++++ The records ++++

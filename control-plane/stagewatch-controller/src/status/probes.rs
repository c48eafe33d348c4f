use chrono::{DateTime, Duration, Utc};

use super::observed::{ContainerState, PodPhase, PodSnapshot};

/// Containers that are running but not ready for longer than this are
/// reported as failing their health check.
pub const DEFAULT_POD_READINESS_SECONDS: i64 = 30;

#[derive(Clone, Debug, PartialEq, Eq)]
pub struct PodProblem {
    pub message: String,
}

impl PodProblem {
    pub fn new(message: impl Into<String>) -> Self {
        Self {
            message: message.into(),
        }
    }
}

/// Inspects one pod and reports at most one problem.
pub trait ProblemProbe: Send + Sync {
    fn get_problem(&self, pod: &PodSnapshot) -> Option<PodProblem>;
}

/// Running pod with a container stuck in CrashLoopBackOff.
#[derive(Clone, Copy, Debug, Default)]
pub struct CrashLoopBackOffProbe;

impl ProblemProbe for CrashLoopBackOffProbe {
    fn get_problem(&self, pod: &PodSnapshot) -> Option<PodProblem> {
        if pod.phase != PodPhase::Running {
            return None;
        }
        pod.containers.iter().find_map(|c| match &c.state {
            ContainerState::Waiting { reason, message }
                if !c.ready && reason == "CrashLoopBackOff" =>
            {
                Some(PodProblem::new(format!("{}: {}", reason, message)))
            }
            _ => None,
        })
    }
}

/// Running pod with a container that started a while ago but never became
/// ready. Typically a readiness probe that keeps failing after rollout.
#[derive(Clone, Copy, Debug)]
pub struct HealthcheckProbe {
    now: DateTime<Utc>,
}

impl HealthcheckProbe {
    /// Probe that judges container age relative to `now`.
    pub fn at(now: DateTime<Utc>) -> Self {
        Self { now }
    }
}

impl ProblemProbe for HealthcheckProbe {
    fn get_problem(&self, pod: &PodSnapshot) -> Option<PodProblem> {
        if pod.phase != PodPhase::Running {
            return None;
        }
        let threshold = Duration::seconds(DEFAULT_POD_READINESS_SECONDS);
        pod.containers.iter().find_map(|c| match &c.state {
            ContainerState::Running {
                started_at: Some(started_at),
            } if !c.ready && self.now - *started_at > threshold => {
                Some(PodProblem::new(format!(
                    "Container {:?} failing health check",
                    c.name
                )))
            }
            _ => None,
        })
    }
}

/// Pending pod with a container waiting for anything other than pod init.
#[derive(Clone, Copy, Debug, Default)]
pub struct WaitingProbe;

impl ProblemProbe for WaitingProbe {
    fn get_problem(&self, pod: &PodSnapshot) -> Option<PodProblem> {
        if pod.phase != PodPhase::Pending {
            return None;
        }
        pod.containers.iter().find_map(|c| match &c.state {
            ContainerState::Waiting { reason, message }
                if !c.ready && reason != "PodInitializing" =>
            {
                Some(PodProblem::new(format!(
                    "Container {:?} is waiting: {} ({})",
                    c.name, reason, message
                )))
            }
            _ => None,
        })
    }
}

/// The built-in probe set, evaluated against `now`.
pub fn default_probes(now: DateTime<Utc>) -> Vec<Box<dyn ProblemProbe>> {
    vec![
        Box::new(CrashLoopBackOffProbe),
        Box::new(HealthcheckProbe::at(now)),
        Box::new(WaitingProbe),
    ]
}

++++

Brief:
Locate and copy each line in the data above that includes the word "than".

Result of this task:
/// Containers that are running but not ready for longer than this are
/// Pending pod with a container waiting for anything other than pod init.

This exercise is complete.